**WHAT IS BEING ASKED:** Beginning with the first entry, set down each one exactly as shown.

**EXTRACTED MATERIAL:**
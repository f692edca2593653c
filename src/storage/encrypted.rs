//! SQLite-backed assessment store. The serialized prediction is stored
//! AES-GCM encrypted; score, category and timestamps stay queryable.
//! Key derived from a deployment secret.

use super::{AssessmentRecord, StoreError};
use crate::scoring::PredictionResult;
use aes_gcm::{
    aead::{Aead, KeyInit},
    Aes256Gcm, Nonce,
};
use base64::{engine::general_purpose::STANDARD as BASE64, Engine as _};
use chrono::{TimeZone, Utc};
use rand::RngCore;
use rusqlite::{params, Connection, OptionalExtension};
use std::path::Path;
use std::sync::{Mutex, MutexGuard};

const NONCE_LEN: usize = 12;
const KEY_LEN: usize = 32;

fn derive_key(seed: &[u8]) -> [u8; KEY_LEN] {
    use ring::digest;
    let mut out = [0u8; KEY_LEN];
    let h = digest::digest(&digest::SHA256, seed);
    out[..h.as_ref().len().min(KEY_LEN)].copy_from_slice(h.as_ref());
    out
}

fn encrypt(key: &[u8; KEY_LEN], plaintext: &[u8]) -> Result<String, StoreError> {
    let cipher = Aes256Gcm::new_from_slice(key).map_err(|e| StoreError::Crypto(e.to_string()))?;
    let mut nonce = [0u8; NONCE_LEN];
    rand::thread_rng().fill_bytes(&mut nonce);
    let ciphertext = cipher
        .encrypt(Nonce::from_slice(&nonce), plaintext)
        .map_err(|e| StoreError::Crypto(e.to_string()))?;
    let mut out = nonce.to_vec();
    out.extend(ciphertext);
    Ok(BASE64.encode(&out))
}

fn decrypt(key: &[u8; KEY_LEN], encoded: &str) -> Result<Vec<u8>, StoreError> {
    let raw = BASE64.decode(encoded)?;
    if raw.len() < NONCE_LEN {
        return Err(StoreError::Crypto("payload too short".into()));
    }
    let (nonce, ct) = raw.split_at(NONCE_LEN);
    let cipher = Aes256Gcm::new_from_slice(key).map_err(|e| StoreError::Crypto(e.to_string()))?;
    cipher
        .decrypt(Nonce::from_slice(nonce), ct)
        .map_err(|e| StoreError::Crypto(e.to_string()))
}

pub struct AssessmentStore {
    conn: Mutex<Connection>,
    key: [u8; KEY_LEN],
}

impl AssessmentStore {
    /// Open or create DB at path. Key is derived from `secret`.
    pub fn open(path: &Path, secret: &[u8]) -> Result<Self, StoreError> {
        let conn = Connection::open(path)?;
        conn.execute_batch(
            r#"
            CREATE TABLE IF NOT EXISTS assessments (
                application_id TEXT PRIMARY KEY,
                assessment_id TEXT NOT NULL,
                scored_at INTEGER NOT NULL,
                credit_score INTEGER NOT NULL,
                category TEXT NOT NULL,
                input_hash TEXT NOT NULL,
                payload_enc TEXT NOT NULL
            );
            CREATE INDEX IF NOT EXISTS idx_assessments_scored_at ON assessments(scored_at);
            CREATE TABLE IF NOT EXISTS scoring_leases (
                application_id TEXT PRIMARY KEY,
                holder TEXT NOT NULL,
                expires_at INTEGER NOT NULL
            );
            "#,
        )?;
        Ok(Self {
            conn: Mutex::new(conn),
            key: derive_key(secret),
        })
    }

    fn conn(&self) -> Result<MutexGuard<'_, Connection>, StoreError> {
        self.conn.lock().map_err(|_| StoreError::Poisoned)
    }

    /// Insert or replace the assessment for `record.application_id`.
    pub fn upsert_assessment(&self, record: &AssessmentRecord) -> Result<(), StoreError> {
        let payload = serde_json::to_string(&record.result)?;
        let enc = encrypt(&self.key, payload.as_bytes())?;
        self.conn()?.execute(
            "INSERT INTO assessments
                (application_id, assessment_id, scored_at, credit_score, category,
                 input_hash, payload_enc)
             VALUES (?1, ?2, ?3, ?4, ?5, ?6, ?7)
             ON CONFLICT(application_id) DO UPDATE SET
                assessment_id = excluded.assessment_id,
                scored_at = excluded.scored_at,
                credit_score = excluded.credit_score,
                category = excluded.category,
                input_hash = excluded.input_hash,
                payload_enc = excluded.payload_enc",
            params![
                record.application_id,
                record.assessment_id,
                record.scored_at.timestamp_millis(),
                record.result.credit_score,
                record.result.category.as_str(),
                record.input_hash,
                enc
            ],
        )?;
        Ok(())
    }

    /// Read the latest assessment for an application (payload decrypted).
    pub fn get_assessment(
        &self,
        application_id: &str,
    ) -> Result<Option<AssessmentRecord>, StoreError> {
        let row = self
            .conn()?
            .query_row(
                "SELECT assessment_id, scored_at, input_hash, payload_enc
                 FROM assessments WHERE application_id = ?1",
                params![application_id],
                |row| {
                    Ok((
                        row.get::<_, String>(0)?,
                        row.get::<_, i64>(1)?,
                        row.get::<_, String>(2)?,
                        row.get::<_, String>(3)?,
                    ))
                },
            )
            .optional()?;

        let Some((assessment_id, scored_at, input_hash, enc)) = row else {
            return Ok(None);
        };
        let plain = decrypt(&self.key, &enc)?;
        let result: PredictionResult = serde_json::from_slice(&plain)?;
        let scored_at = Utc
            .timestamp_millis_opt(scored_at)
            .single()
            .ok_or_else(|| StoreError::Corrupt(format!("scored_at {scored_at}")))?;
        Ok(Some(AssessmentRecord {
            application_id: application_id.to_string(),
            assessment_id,
            scored_at,
            input_hash,
            result,
        }))
    }

    pub fn count_assessments(&self) -> Result<u64, StoreError> {
        let n: i64 = self
            .conn()?
            .query_row("SELECT COUNT(*) FROM assessments", [], |row| row.get(0))?;
        Ok(n as u64)
    }

    /// Take the scoring lease for an application. Returns false while another
    /// holder's lease is unexpired. Expiry saturates at `i64::MAX`.
    pub fn try_acquire_lease(
        &self,
        application_id: &str,
        holder: &str,
        now_ms: i64,
        lease_ms: i64,
    ) -> Result<bool, StoreError> {
        let changed = self.conn()?.execute(
            "INSERT INTO scoring_leases (application_id, holder, expires_at) VALUES (?1, ?2, ?3)
             ON CONFLICT(application_id) DO UPDATE
                SET holder = excluded.holder, expires_at = excluded.expires_at
             WHERE scoring_leases.expires_at <= ?4",
            params![application_id, holder, now_ms.saturating_add(lease_ms), now_ms],
        )?;
        Ok(changed == 1)
    }

    pub fn release_lease(&self, application_id: &str, holder: &str) -> Result<(), StoreError> {
        self.conn()?.execute(
            "DELETE FROM scoring_leases WHERE application_id = ?1 AND holder = ?2",
            params![application_id, holder],
        )?;
        Ok(())
    }

    /// Retention: delete assessments scored before the given timestamp
    pub fn prune_before(&self, ts_ms: i64) -> Result<u64, StoreError> {
        let n = self
            .conn()?
            .execute("DELETE FROM assessments WHERE scored_at < ?1", params![ts_ms])?;
        Ok(n as u64)
    }
}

**WRITTEN SOLUTION:**
repository f692edca2593653c
filename src/storage/encrypted.rs
//! SQLite-backed assessment store. The serialized prediction is stored
//! AES-GCM encrypted; score, category and timestamps stay queryable.
//! Key derived from a deployment secret.

use super::{AssessmentRecord, StoreError};
use crate::scoring::PredictionResult;
use aes_gcm::{
    aead::{Aead, KeyInit},
    Aes256Gcm, Nonce,
};
use base64::{engine::general_purpose::STANDARD as BASE64, Engine as _};
use chrono::{TimeZone, Utc};
use rand::RngCore;
use rusqlite::{params, Connection, OptionalExtension};
use std::path::Path;
use std::sync::{Mutex, MutexGuard};

const NONCE_LEN: usize = 12;
const KEY_LEN: usize = 32;

fn derive_key(seed: &[u8]) -> [u8; KEY_LEN] {
    use ring::digest;
    let mut out = [0u8; KEY_LEN];
    let h = digest::digest(&digest::SHA256, seed);
    out[..h.as_ref().len().min(KEY_LEN)].copy_from_slice(h.as_ref());
    out
}

fn encrypt(key: &[u8; KEY_LEN], plaintext: &[u8]) -> Result<String, StoreError> {
    let cipher = Aes256Gcm::new_from_slice(key).map_err(|e| StoreError::Crypto(e.to_string()))?;
    let mut nonce = [0u8; NONCE_LEN];
    rand::thread_rng().fill_bytes(&mut nonce);
    let ciphertext = cipher
        .encrypt(Nonce::from_slice(&nonce), plaintext)
        .map_err(|e| StoreError::Crypto(e.to_string()))?;
    let mut out = nonce.to_vec();
    out.extend(ciphertext);
    Ok(BASE64.encode(&out))
}

fn decrypt(key: &[u8; KEY_LEN], encoded: &str) -> Result<Vec<u8>, StoreError> {
    let raw = BASE64.decode(encoded)?;
    if raw.len() < NONCE_LEN {
        return Err(StoreError::Crypto("payload too short".into()));
    }
    let (nonce, ct) = raw.split_at(NONCE_LEN);
    let cipher = Aes256Gcm::new_from_slice(key).map_err(|e| StoreError::Crypto(e.to_string()))?;
    cipher
        .decrypt(Nonce::from_slice(nonce), ct)
        .map_err(|e| StoreError::Crypto(e.to_string()))
}

pub struct AssessmentStore {
    conn: Mutex<Connection>,
    key: [u8; KEY_LEN],
}

impl AssessmentStore {
    /// Open or create DB at path. Key is derived from `secret`.
    pub fn open(path: &Path, secret: &[u8]) -> Result<Self, StoreError> {
        let conn = Connection::open(path)?;
        conn.execute_batch(
            r#"
            CREATE TABLE IF NOT EXISTS assessments (
                application_id TEXT PRIMARY KEY,
                assessment_id TEXT NOT NULL,
                scored_at INTEGER NOT NULL,
                credit_score INTEGER NOT NULL,
                category TEXT NOT NULL,
                input_hash TEXT NOT NULL,
                payload_enc TEXT NOT NULL
            );
            CREATE INDEX IF NOT EXISTS idx_assessments_scored_at ON assessments(scored_at);
            CREATE TABLE IF NOT EXISTS scoring_leases (
                application_id TEXT PRIMARY KEY,
                holder TEXT NOT NULL,
                expires_at INTEGER NOT NULL
            );
            "#,
        )?;
        Ok(Self {
            conn: Mutex::new(conn),
            key: derive_key(secret),
        })
    }

    fn conn(&self) -> Result<MutexGuard<'_, Connection>, StoreError> {
        self.conn.lock().map_err(|_| StoreError::Poisoned)
    }

    /// Insert or replace the assessment for `record.application_id`.
    pub fn upsert_assessment(&self, record: &AssessmentRecord) -> Result<(), StoreError> {
        let payload = serde_json::to_string(&record.result)?;
        let enc = encrypt(&self.key, payload.as_bytes())?;
        self.conn()?.execute(
            "INSERT INTO assessments
                (application_id, assessment_id, scored_at, credit_score, category,
                 input_hash, payload_enc)
             VALUES (?1, ?2, ?3, ?4, ?5, ?6, ?7)
             ON CONFLICT(application_id) DO UPDATE SET
                assessment_id = excluded.assessment_id,
                scored_at = excluded.scored_at,
                credit_score = excluded.credit_score,
                category = excluded.category,
                input_hash = excluded.input_hash,
                payload_enc = excluded.payload_enc",
            params![
                record.application_id,
                record.assessment_id,
                record.scored_at.timestamp_millis(),
                record.result.credit_score,
                record.result.category.as_str(),
                record.input_hash,
                enc
            ],
        )?;
        Ok(())
    }

    /// Read the latest assessment for an application (payload decrypted).
    pub fn get_assessment(
        &self,
        application_id: &str,
    ) -> Result<Option<AssessmentRecord>, StoreError> {
        let row = self
            .conn()?
            .query_row(
                "SELECT assessment_id, scored_at, input_hash, payload_enc
                 FROM assessments WHERE application_id = ?1",
                params![application_id],
                |row| {
                    Ok((
                        row.get::<_, String>(0)?,
                        row.get::<_, i64>(1)?,
                        row.get::<_, String>(2)?,
                        row.get::<_, String>(3)?,
                    ))
                },
            )
            .optional()?;

        let Some((assessment_id, scored_at, input_hash, enc)) = row else {
            return Ok(None);
        };
        let plain = decrypt(&self.key, &enc)?;
        let result: PredictionResult = serde_json::from_slice(&plain)?;
        let scored_at = Utc
            .timestamp_millis_opt(scored_at)
            .single()
            .ok_or_else(|| StoreError::Corrupt(format!("scored_at {scored_at}")))?;
        Ok(Some(AssessmentRecord {
            application_id: application_id.to_string(),
            assessment_id,
            scored_at,
            input_hash,
            result,
        }))
    }

    pub fn count_assessments(&self) -> Result<u64, StoreError> {
        let n: i64 = self
            .conn()?
            .query_row("SELECT COUNT(*) FROM assessments", [], |row| row.get(0))?;
        Ok(n as u64)
    }

    /// Take the scoring lease for an application. Returns false while another
    /// holder's lease is unexpired. Expiry saturates at `i64::MAX`.
    pub fn try_acquire_lease(
        &self,
        application_id: &str,
        holder: &str,
        now_ms: i64,
        lease_ms: i64,
    ) -> Result<bool, StoreError> {
        let changed = self.conn()?.execute(
            "INSERT INTO scoring_leases (application_id, holder, expires_at) VALUES (?1, ?2, ?3)
             ON CONFLICT(application_id) DO UPDATE
                SET holder = excluded.holder, expires_at = excluded.expires_at
             WHERE scoring_leases.expires_at <= ?4",
            params![application_id, holder, now_ms.saturating_add(lease_ms), now_ms],
        )?;
        Ok(changed == 1)
    }

    pub fn release_lease(&self, application_id: &str, holder: &str) -> Result<(), StoreError> {
        self.conn()?.execute(
            "DELETE FROM scoring_leases WHERE application_id = ?1 AND holder = ?2",
            params![application_id, holder],
        )?;
        Ok(())
    }

    /// Retention: delete assessments scored before the given timestamp
    pub fn prune_before(&self, ts_ms: i64) -> Result<u64, StoreError> {
        let n = self
            .conn()?
            .execute("DELETE FROM assessments WHERE scored_at < ?1", params![ts_ms])?;
        Ok(n as u64)
    }
}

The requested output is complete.